In 1993, researchers from the National Cancer Institute reported that a
precancerous condition in the cervix was almost always associated with
infection with a common virus called human papilloma virus. And in
1995, Shah and his research team found the same association with
cervical cancer in a study of women worldwide.
"I think people suspected that something like this would come out,"
Shah said.
Dozens of studies, including those examining patterns of the disease in
the population, have continued to support the notion that cervical
cancer is an infectious disease. For instance, last fall, Shah led a
research project that found that women were likely to be diagnosed with
cervical cancer if their husbands reported having many sexual partners -
and especially if the men had frequented prostitutes.
If was also the telltale patterns of infectious disease that prompted
Moore from Columbia University to investigate Kaposi's sarcoma, a skin
cancer that is a common cause of illness in people with AIDS.
"The epidemiology was really that pointed us in the direction that
there was an infectious cause here," Moore said. In particular, a late
1980's study from the U.S. Centers for Disease Control and Prevention
found that gay men infected with the AIDS virus through sex were 20
times more likely to develop the cancer than AIDS patients with
hemophilia who had contracted the virus through transfusions.
"You find what you look for," Moore said. "If you're not thinking that
a disease is caused by an infectious agent, then you won't find it."
Lacking funding for the project, Moore teamed up with his wife, Dr.
Yuan Chang, who is in the school's pathology department.
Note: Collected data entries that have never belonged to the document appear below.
//! A single terminal session: one child process plus its emulator state.

use std::io;
use std::path::{Path, PathBuf};

use tracing::debug;

use super::backend::ProcessHandle;
use super::types::{SessionHandle, SpawnRequest};
use crate::input::keys::{encode_code_point, encode_key, Key};
use crate::input::modifiers::ModifierState;

/// Number of scrollback lines to retain in terminal history per session.
pub const SCROLLBACK_LINES: usize = 10000;

/// What changed after feeding output into the emulator.
#[derive(Debug, Clone, Copy, Default, PartialEq, Eq)]
pub struct OutputChanges {
    /// The window title set through OSC 0/2 differs from before.
    pub title_changed: bool,
    /// Number of BEL characters seen.
    pub bells: usize,
}

/// A running (or finished but not yet dismissed) terminal session.
///
/// Owned by the [`SessionRegistry`](super::SessionRegistry); everything else
/// refers to it by [`SessionHandle`].
pub struct Session {
    handle: SessionHandle,
    name: Option<String>,
    initial_cwd: PathBuf,
    pending_result: bool,
    process: Box<dyn ProcessHandle>,
    emulator: vt100::Parser,
    title: String,
    running: bool,
    exit_code: Option<i32>,
    bell_count: usize,
}

impl Session {
    pub(crate) fn new(
        handle: SessionHandle,
        request: &SpawnRequest,
        process: Box<dyn ProcessHandle>,
    ) -> Self {
        Self {
            handle,
            name: request.name.clone(),
            initial_cwd: request.cwd.clone(),
            pending_result: request.pending_result,
            process,
            emulator: vt100::Parser::new(request.rows, request.cols, SCROLLBACK_LINES),
            title: String::new(),
            running: true,
            exit_code: None,
            bell_count: 0,
        }
    }

    pub fn handle(&self) -> SessionHandle {
        self.handle
    }

    pub fn name(&self) -> Option<&str> {
        self.name.as_deref()
    }

    /// Rename the session. An empty name clears it.
    pub fn set_name(&mut self, name: &str) {
        let name = name.trim();
        self.name = (!name.is_empty()).then(|| name.to_string());
    }

    /// Title most recently set by the program running in the session.
    pub fn title(&self) -> &str {
        &self.title
    }

    pub fn is_running(&self) -> bool {
        self.running
    }

    pub fn exit_code(&self) -> Option<i32> {
        self.exit_code
    }

    /// Whether the session's exit must be delivered to an external caller.
    pub fn has_pending_result(&self) -> bool {
        self.pending_result
    }

    pub fn pid(&self) -> Option<u32> {
        self.process.pid()
    }

    /// Directory the session was started in.
    pub fn initial_cwd(&self) -> &Path {
        &self.initial_cwd
    }

    /// Current working directory of the shell, falling back to the directory
    /// the session was started in.
    pub fn cwd(&self) -> PathBuf {
        self.pid()
            .filter(|_| self.running)
            .and_then(process_cwd)
            .unwrap_or_else(|| self.initial_cwd.clone())
    }

    /// Emulator screen, for the renderer.
    pub fn screen(&self) -> &vt100::Screen {
        self.emulator.screen()
    }

    /// Write raw bytes to the child. Input to a finished session is dropped.
    pub fn write(&mut self, data: &[u8]) {
        if !self.running {
            debug!(handle = %self.handle, "dropping input for finished session");
            return;
        }
        self.process.write(data);
    }

    /// Write a code point, applying Ctrl folding and the Alt escape prefix.
    pub fn write_code_point(&mut self, code_point: char, mods: ModifierState) {
        let bytes = encode_code_point(code_point, mods);
        self.write(&bytes);
    }

    /// Write a special key using the emulator's current cursor mode.
    pub fn write_key(&mut self, key: Key, mods: ModifierState) {
        let app_cursor = self.emulator.screen().application_cursor();
        let bytes = encode_key(key, mods, app_cursor);
        match bytes {
            Some(bytes) => self.write(&bytes),
            None => debug!(?key, "key has no terminal encoding"),
        }
    }

    /// Paste text, honoring bracketed paste mode.
    pub fn paste(&mut self, text: &str) {
        let text = text.replace("\r\n", "\r").replace('\n', "\r");
        if self.emulator.screen().bracketed_paste() {
            self.write(format!("\x1b[200~{text}\x1b[201~").as_bytes());
        } else {
            self.write(text.as_bytes());
        }
    }

    /// Resize the pty and the emulator.
    pub fn resize(&mut self, rows: u16, cols: u16) -> io::Result<()> {
        let (cur_rows, cur_cols) = self.emulator.screen().size();
        if (cur_rows, cur_cols) == (rows, cols) {
            return Ok(());
        }
        if self.running {
            self.process.resize(rows, cols)?;
        }
        // Resizing in place keeps the title, bell count and terminal modes.
        self.emulator.screen_mut().set_size(rows, cols);
        Ok(())
    }

    /// Feed output from the child into the emulator.
    pub fn process_output(&mut self, data: &[u8]) -> OutputChanges {
        self.emulator.process(data);

        let screen = self.emulator.screen();
        let title_changed = screen.title() != self.title;
        if title_changed {
            self.title = screen.title().to_string();
        }

        let bell_count = screen.audible_bell_count();
        let bells = bell_count.saturating_sub(self.bell_count);
        self.bell_count = bell_count;

        OutputChanges {
            title_changed,
            bells,
        }
    }

    /// Record the child's exit. Returns false when it was already recorded.
    pub fn mark_finished(&mut self, exit_code: Option<i32>) -> bool {
        if !self.running {
            return false;
        }
        self.running = false;
        self.exit_code = exit_code;
        true
    }

    /// Kill the child if it is still running.
    pub fn kill(&mut self) {
        if !self.running {
            return;
        }
        if let Err(e) = self.process.kill() {
            debug!(handle = %self.handle, "kill failed: {e}");
        }
    }

    /// Notice title for the session at 0-based `index`: `"[n] name\ntitle"`.
    pub fn label(&self, index: usize) -> String {
        let mut label = format!("[{}]", index + 1);
        if let Some(name) = self.name() {
            label.push(' ');
            label.push_str(name);
        }
        if !self.title.is_empty() {
            label.push(if self.name.is_none() { ' ' } else { '\n' });
            label.push_str(&self.title);
        }
        label
    }
}

#[cfg(target_os = "linux")]
fn process_cwd(pid: u32) -> Option<PathBuf> {
    std::fs::read_link(format!("/proc/{pid}/cwd")).ok()
}

#[cfg(not(target_os = "linux"))]
fn process_cwd(_pid: u32) -> Option<PathBuf> {
    None
}

#[cfg(test)]
mod tests {
    use std::sync::mpsc;

    use super::*;
    use crate::session::backend::fake::FakeBackend;
    use crate::session::backend::ProcessBackend;

    fn session(backend: &mut FakeBackend) -> Session {
        let handle = SessionHandle::new();
        let request = SpawnRequest::shell("/tmp", false, None);
        let (tx, _rx) = mpsc::channel();
        let process = backend.spawn(handle, &request, tx).unwrap();
        Session::new(handle, &request, process)
    }

    #[test]
    fn tracks_title_and_bells_from_output() {
        let mut backend = FakeBackend::default();
        let mut s = session(&mut backend);

        let changes = s.process_output(b"\x1b]2;vim notes.md\x07hello");
        assert!(changes.title_changed);
        assert_eq!(s.title(), "vim notes.md");

        let changes = s.process_output(b"\x07\x07");
        assert!(!changes.title_changed);
        assert_eq!(changes.bells, 2);
    }

    #[test]
    fn input_after_exit_is_dropped() {
        let mut backend = FakeBackend::default();
        let mut s = session(&mut backend);

        s.write(b"ls\r");
        assert!(s.mark_finished(Some(0)));
        assert!(!s.mark_finished(Some(1)));
        s.write(b"pwd\r");

        assert_eq!(backend.written(s.handle()), b"ls\r");
        assert_eq!(s.exit_code(), Some(0));
        assert!(!s.is_running());
    }

    #[test]
    fn paste_normalizes_newlines() {
        let mut backend = FakeBackend::default();
        let mut s = session(&mut backend);

        s.paste("a\r\nb\nc");
        assert_eq!(backend.written(s.handle()), b"a\rb\rc");

        s.process_output(b"\x1b[?2004h");
        s.paste("x");
        assert!(backend.written(s.handle()).ends_with(b"\x1b[200~x\x1b[201~"));
    }

    #[test]
    fn label_combines_index_name_and_title() {
        let mut backend = FakeBackend::default();
        let mut s = session(&mut backend);
        assert_eq!(s.label(0), "[1]");

        s.process_output(b"\x1b]0;htop\x07");
        assert_eq!(s.label(2), "[3] htop");

        s.set_name("monitor");
        assert_eq!(s.label(2), "[3] monitor\nhtop");

        s.set_name("   ");
        assert_eq!(s.name(), None);
    }

    #[test]
    fn resize_keeps_title_bells_and_modes() {
        let mut backend = FakeBackend::default();
        let mut s = session(&mut backend);
        s.process_output(b"\x1b]2;vim\x07\x07\x07\x1b[?1h\x1b[?2004h");

        s.resize(40, 100).unwrap();
        let changes = s.process_output(b"x");

        assert_eq!(changes, OutputChanges::default());
        assert_eq!(s.title(), "vim");
        assert!(s.screen().application_cursor());
        assert!(s.screen().bracketed_paste());

        s.write_key(Key::Up, ModifierState::NONE);
        assert_eq!(backend.written(s.handle()), b"\x1bOA");
    }

    #[test]
    fn resize_reaches_the_process() {
        let mut backend = FakeBackend::default();
        let mut s = session(&mut backend);

        s.resize(40, 100).unwrap();
        assert_eq!(s.screen().size(), (40, 100));
        let size = backend.logs.lock().unwrap()[&s.handle()].size;
        assert_eq!(size, Some((40, 100)));
    }
}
The pair
eventually pinpointed a foreign string of genes that belonged to a
previously undiscovered human herpes virus. Research papers published
in The New England Journal of Medicine in 1995 reported that infection
with this virus predicted which AIDS patients would develop the disease.
Perhaps nowhere has the complexity of disease been more evident than in
the search for an infections that might be related to coronary artery
diseases. The conditions develops when a waxy plaque builds up on the
inside of the artery walls. It is known that a fatty diet, smoking,
lack of exercise and many other factors fuel the buildup, but it's not
as clear what starts the process. Many scientists believe that the
conditions could develop at a site where the artery is injured - but
injured from what?
"Viruses, when they infect cells, do damage to them" said Dr. Joseph
Melnic of Baylor College of Medicine in Houston. Melnick is part of a
growing number of scientists who believe that infections with a certain
virus, called cytomegalovirus, may in many cases be the triggering
event.
The virus, CMV, is common, infecting 60 to 70 percent of the
population, and in health adults it appears to do little harm. Yet when
examining the plaques of heart patients, Melnick said, "We're finding it
in about 90 percent of the patients with atherosclerosis and about 30
percent in others" without disease.
Recent studies have been even more compelling. Last August in the
journal Circulation, researchers studies a group of people who had blood
samples frozen and stored in 1974. Among them, the people who had the
greatest thickening of their artery walls were most likely to have had
CMV infection appear at least 20 years ago. A second study, published
the same day in the New England Journal of Medicine, found that
CMV-infected patients were more likely to redevelop disease after
treatment for their first plaque buildup.